Brief: Of the lines listed below, return exactly those that run from the line containing "repository 5de0807c411441c7" through the line containing "pub struct PlotBoard", both included.

Task material:
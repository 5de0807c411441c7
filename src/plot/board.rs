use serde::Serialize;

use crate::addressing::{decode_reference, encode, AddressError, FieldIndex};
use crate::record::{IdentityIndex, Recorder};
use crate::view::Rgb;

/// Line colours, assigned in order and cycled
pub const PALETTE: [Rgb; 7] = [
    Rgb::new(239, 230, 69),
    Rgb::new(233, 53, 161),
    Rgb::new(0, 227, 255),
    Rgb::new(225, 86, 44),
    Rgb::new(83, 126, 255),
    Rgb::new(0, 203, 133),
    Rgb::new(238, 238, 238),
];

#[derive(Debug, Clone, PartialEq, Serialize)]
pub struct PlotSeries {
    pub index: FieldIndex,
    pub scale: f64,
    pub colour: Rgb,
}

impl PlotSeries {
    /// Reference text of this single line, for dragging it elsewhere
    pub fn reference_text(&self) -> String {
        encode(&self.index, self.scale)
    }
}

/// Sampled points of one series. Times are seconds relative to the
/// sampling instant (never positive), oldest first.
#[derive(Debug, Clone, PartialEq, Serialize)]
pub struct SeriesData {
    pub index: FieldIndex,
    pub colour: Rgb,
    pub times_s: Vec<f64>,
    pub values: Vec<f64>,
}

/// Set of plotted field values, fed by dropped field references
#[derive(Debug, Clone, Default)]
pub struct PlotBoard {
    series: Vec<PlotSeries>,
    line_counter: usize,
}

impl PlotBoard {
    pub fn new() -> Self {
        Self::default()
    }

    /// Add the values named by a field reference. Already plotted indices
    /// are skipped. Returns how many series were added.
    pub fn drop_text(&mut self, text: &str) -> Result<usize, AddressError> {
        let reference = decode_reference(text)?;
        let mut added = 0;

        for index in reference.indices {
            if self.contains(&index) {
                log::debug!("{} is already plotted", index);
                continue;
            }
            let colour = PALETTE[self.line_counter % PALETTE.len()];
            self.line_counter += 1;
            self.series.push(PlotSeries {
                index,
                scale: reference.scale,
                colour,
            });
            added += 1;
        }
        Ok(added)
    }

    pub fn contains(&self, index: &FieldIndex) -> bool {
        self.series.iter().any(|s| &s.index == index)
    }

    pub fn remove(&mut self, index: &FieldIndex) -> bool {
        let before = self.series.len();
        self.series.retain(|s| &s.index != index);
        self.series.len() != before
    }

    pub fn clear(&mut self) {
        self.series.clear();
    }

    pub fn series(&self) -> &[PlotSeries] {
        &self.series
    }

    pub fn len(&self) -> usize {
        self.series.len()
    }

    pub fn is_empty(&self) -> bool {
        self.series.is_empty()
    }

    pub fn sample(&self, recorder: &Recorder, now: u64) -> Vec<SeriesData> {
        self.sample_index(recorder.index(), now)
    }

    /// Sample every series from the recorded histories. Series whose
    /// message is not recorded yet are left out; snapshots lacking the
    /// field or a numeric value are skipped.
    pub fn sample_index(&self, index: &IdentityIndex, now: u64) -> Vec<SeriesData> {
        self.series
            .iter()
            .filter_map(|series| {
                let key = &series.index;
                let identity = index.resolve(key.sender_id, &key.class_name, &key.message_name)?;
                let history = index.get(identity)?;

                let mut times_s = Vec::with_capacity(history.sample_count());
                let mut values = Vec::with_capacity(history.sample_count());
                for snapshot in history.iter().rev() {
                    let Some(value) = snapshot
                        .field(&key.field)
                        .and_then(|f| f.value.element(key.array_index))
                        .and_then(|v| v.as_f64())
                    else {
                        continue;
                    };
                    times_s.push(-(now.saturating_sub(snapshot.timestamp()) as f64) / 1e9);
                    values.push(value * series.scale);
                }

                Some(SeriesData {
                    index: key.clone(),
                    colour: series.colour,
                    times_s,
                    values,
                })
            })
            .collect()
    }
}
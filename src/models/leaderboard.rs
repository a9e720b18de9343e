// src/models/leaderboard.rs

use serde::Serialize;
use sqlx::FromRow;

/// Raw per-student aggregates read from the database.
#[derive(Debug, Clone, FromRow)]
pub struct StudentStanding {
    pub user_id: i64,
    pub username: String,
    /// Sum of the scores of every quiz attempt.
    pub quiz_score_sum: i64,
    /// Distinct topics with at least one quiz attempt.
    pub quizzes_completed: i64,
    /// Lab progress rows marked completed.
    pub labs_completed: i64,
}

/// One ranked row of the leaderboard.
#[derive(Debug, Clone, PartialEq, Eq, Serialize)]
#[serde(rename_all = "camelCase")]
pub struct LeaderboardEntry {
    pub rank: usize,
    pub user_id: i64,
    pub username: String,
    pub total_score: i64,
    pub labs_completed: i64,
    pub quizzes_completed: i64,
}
* * *
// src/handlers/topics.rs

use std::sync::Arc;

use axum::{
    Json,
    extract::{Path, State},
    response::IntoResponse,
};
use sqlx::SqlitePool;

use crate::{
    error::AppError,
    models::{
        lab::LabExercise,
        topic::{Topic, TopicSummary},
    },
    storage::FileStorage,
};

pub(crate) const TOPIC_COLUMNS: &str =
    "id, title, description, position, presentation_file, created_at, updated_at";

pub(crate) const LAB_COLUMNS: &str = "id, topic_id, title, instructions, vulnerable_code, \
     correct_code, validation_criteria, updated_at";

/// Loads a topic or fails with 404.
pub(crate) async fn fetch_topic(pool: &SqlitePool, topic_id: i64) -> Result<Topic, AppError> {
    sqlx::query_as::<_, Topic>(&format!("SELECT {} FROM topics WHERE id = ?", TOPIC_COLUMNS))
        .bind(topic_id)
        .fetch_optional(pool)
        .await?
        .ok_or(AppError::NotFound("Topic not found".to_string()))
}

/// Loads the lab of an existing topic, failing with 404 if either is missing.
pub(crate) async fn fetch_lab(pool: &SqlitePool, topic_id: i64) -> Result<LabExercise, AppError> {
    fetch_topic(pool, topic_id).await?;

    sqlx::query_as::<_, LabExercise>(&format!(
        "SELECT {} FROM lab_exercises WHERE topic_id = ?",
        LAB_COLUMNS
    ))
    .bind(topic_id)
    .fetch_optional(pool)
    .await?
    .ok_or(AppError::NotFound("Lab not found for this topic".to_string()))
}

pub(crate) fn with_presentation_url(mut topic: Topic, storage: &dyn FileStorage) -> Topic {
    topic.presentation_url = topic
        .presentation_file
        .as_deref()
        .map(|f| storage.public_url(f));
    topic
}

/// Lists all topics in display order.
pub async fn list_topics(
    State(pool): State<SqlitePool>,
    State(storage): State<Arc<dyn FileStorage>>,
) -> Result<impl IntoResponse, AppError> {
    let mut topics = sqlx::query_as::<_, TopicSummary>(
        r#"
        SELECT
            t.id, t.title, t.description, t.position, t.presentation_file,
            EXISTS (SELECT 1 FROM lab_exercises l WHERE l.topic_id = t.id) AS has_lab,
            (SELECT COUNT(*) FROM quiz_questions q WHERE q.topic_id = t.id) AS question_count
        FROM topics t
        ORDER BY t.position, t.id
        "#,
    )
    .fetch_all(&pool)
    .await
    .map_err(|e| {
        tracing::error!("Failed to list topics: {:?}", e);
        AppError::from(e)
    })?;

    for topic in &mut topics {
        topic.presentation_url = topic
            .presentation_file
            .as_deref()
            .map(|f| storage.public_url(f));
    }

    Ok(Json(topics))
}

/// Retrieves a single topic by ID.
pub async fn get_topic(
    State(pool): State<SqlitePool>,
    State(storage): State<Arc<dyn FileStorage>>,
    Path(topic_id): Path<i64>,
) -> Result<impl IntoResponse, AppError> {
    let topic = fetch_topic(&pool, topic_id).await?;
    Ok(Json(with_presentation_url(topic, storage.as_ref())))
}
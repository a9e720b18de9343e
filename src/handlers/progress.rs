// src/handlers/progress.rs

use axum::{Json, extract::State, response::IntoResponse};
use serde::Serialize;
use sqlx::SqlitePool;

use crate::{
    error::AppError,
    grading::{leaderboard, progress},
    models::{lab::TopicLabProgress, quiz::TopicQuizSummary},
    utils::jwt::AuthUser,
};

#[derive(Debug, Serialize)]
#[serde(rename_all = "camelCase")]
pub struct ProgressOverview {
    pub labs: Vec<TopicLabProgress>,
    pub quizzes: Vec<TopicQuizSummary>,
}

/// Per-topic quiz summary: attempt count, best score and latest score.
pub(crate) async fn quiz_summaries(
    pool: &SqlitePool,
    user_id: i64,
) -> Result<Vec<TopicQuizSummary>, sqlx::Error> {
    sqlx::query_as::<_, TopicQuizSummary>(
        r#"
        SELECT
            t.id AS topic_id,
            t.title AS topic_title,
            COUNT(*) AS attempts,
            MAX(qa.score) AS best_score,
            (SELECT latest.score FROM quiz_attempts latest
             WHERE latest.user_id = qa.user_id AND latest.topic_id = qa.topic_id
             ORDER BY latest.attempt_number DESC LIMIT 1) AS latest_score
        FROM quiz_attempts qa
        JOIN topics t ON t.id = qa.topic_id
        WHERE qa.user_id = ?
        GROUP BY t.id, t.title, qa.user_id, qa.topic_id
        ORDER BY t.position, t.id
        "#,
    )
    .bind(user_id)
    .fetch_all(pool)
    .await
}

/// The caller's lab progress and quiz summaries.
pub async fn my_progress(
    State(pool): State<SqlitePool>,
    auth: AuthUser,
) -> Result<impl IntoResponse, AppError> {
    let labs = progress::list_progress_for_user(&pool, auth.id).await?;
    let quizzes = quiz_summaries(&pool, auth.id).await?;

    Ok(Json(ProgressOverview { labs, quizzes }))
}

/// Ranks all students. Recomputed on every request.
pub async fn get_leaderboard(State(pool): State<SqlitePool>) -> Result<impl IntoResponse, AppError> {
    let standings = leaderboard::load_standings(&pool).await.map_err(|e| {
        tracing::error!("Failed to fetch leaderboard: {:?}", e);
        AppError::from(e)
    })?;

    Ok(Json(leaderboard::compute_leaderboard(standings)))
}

Result for this task:
repository 5de0807c411441c7
filename src/plot/board.rs
use serde::Serialize;

use crate::addressing::{decode_reference, encode, AddressError, FieldIndex};
use crate::record::{IdentityIndex, Recorder};
use crate::view::Rgb;

/// Line colours, assigned in order and cycled
pub const PALETTE: [Rgb; 7] = [
    Rgb::new(239, 230, 69),
    Rgb::new(233, 53, 161),
    Rgb::new(0, 227, 255),
    Rgb::new(225, 86, 44),
    Rgb::new(83, 126, 255),
    Rgb::new(0, 203, 133),
    Rgb::new(238, 238, 238),
];

#[derive(Debug, Clone, PartialEq, Serialize)]
pub struct PlotSeries {
    pub index: FieldIndex,
    pub scale: f64,
    pub colour: Rgb,
}

impl PlotSeries {
    /// Reference text of this single line, for dragging it elsewhere
    pub fn reference_text(&self) -> String {
        encode(&self.index, self.scale)
    }
}

/// Sampled points of one series. Times are seconds relative to the
/// sampling instant (never positive), oldest first.
#[derive(Debug, Clone, PartialEq, Serialize)]
pub struct SeriesData {
    pub index: FieldIndex,
    pub colour: Rgb,
    pub times_s: Vec<f64>,
    pub values: Vec<f64>,
}

/// Set of plotted field values, fed by dropped field references
#[derive(Debug, Clone, Default)]
pub struct PlotBoard {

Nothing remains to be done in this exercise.